(Stored data)

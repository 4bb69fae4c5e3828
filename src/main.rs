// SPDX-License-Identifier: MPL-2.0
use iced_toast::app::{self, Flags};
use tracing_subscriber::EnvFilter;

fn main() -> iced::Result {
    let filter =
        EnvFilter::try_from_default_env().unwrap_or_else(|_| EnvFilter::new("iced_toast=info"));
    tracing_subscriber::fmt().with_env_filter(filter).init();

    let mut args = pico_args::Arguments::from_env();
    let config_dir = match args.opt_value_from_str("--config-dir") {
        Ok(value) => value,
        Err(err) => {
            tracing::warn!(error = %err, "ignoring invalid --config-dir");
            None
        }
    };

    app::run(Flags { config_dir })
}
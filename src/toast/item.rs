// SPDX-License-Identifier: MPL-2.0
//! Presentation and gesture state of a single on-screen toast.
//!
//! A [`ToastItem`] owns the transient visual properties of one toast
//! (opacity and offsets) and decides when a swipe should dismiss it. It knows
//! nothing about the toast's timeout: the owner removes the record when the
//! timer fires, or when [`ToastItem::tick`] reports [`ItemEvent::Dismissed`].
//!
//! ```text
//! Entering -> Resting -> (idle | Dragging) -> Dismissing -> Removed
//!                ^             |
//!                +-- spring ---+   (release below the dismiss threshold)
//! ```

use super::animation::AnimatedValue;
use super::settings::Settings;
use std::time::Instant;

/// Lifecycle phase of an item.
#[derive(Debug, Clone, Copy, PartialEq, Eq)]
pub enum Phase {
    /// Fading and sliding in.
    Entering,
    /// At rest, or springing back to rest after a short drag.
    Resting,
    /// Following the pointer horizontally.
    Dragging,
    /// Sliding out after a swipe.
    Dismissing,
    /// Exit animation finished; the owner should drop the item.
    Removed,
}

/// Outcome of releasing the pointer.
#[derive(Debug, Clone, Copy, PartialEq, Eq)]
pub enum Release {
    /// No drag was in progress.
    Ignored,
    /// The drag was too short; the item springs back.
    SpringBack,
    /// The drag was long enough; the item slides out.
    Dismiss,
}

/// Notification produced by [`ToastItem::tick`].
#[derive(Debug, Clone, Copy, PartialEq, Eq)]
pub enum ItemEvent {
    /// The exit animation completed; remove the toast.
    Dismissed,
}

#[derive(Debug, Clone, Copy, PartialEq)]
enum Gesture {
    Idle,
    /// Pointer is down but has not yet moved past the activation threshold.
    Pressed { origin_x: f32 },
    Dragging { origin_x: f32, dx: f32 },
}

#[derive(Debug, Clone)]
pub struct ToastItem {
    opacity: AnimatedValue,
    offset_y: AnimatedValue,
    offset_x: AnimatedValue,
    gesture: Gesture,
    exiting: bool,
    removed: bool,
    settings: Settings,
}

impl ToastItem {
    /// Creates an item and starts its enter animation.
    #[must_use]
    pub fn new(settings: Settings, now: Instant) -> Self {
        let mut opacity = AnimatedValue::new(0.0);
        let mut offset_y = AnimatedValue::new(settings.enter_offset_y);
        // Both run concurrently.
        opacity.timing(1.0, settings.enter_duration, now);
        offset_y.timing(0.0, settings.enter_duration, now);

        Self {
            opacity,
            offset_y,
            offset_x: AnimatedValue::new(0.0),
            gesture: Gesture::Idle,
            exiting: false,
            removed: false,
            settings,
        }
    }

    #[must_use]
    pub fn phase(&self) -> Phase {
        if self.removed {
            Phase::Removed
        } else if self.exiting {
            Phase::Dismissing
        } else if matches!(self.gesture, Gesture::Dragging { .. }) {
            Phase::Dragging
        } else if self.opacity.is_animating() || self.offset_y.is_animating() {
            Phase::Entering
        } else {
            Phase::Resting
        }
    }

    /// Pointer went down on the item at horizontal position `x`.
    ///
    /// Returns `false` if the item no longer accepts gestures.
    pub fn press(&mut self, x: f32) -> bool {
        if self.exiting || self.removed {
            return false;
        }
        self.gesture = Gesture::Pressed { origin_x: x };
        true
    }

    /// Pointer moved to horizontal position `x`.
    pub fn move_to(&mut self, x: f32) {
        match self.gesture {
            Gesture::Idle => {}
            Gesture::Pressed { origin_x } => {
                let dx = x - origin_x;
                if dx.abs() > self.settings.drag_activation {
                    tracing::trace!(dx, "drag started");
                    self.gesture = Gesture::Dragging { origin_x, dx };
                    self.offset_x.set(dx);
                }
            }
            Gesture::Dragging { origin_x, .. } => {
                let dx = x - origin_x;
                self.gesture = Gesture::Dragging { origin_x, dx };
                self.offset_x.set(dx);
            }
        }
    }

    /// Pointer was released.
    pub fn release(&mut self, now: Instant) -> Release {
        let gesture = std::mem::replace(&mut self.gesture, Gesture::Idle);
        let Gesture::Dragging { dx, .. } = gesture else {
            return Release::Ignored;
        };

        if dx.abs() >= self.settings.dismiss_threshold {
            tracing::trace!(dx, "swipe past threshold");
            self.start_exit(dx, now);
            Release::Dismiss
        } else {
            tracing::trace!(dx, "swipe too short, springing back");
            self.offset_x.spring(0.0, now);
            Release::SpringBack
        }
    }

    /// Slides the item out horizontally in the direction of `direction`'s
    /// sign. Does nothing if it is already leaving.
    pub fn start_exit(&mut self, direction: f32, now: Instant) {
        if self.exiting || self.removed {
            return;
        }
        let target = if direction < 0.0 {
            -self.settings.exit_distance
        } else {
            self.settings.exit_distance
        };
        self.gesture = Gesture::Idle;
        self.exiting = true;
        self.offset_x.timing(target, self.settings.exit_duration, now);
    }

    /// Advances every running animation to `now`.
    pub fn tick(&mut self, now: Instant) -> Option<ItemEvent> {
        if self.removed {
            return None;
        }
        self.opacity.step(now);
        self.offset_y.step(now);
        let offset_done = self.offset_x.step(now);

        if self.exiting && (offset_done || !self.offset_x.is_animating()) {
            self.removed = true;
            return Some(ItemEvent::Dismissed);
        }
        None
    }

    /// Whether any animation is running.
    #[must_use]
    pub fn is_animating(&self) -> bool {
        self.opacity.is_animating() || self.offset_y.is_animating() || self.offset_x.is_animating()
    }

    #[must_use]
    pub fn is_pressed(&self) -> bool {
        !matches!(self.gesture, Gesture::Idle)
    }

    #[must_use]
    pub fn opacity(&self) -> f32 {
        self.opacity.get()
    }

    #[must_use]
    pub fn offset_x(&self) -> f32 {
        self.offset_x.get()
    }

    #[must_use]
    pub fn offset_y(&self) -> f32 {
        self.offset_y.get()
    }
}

• _WHAT THE TASK REQUIRES_
Copy out all lines above holding "trace".

• _TASK RESPONSE_
                    tracing::trace!(dx, "drag started");
            tracing::trace!(dx, "swipe past threshold");
            tracing::trace!(dx, "swipe too short, springing back");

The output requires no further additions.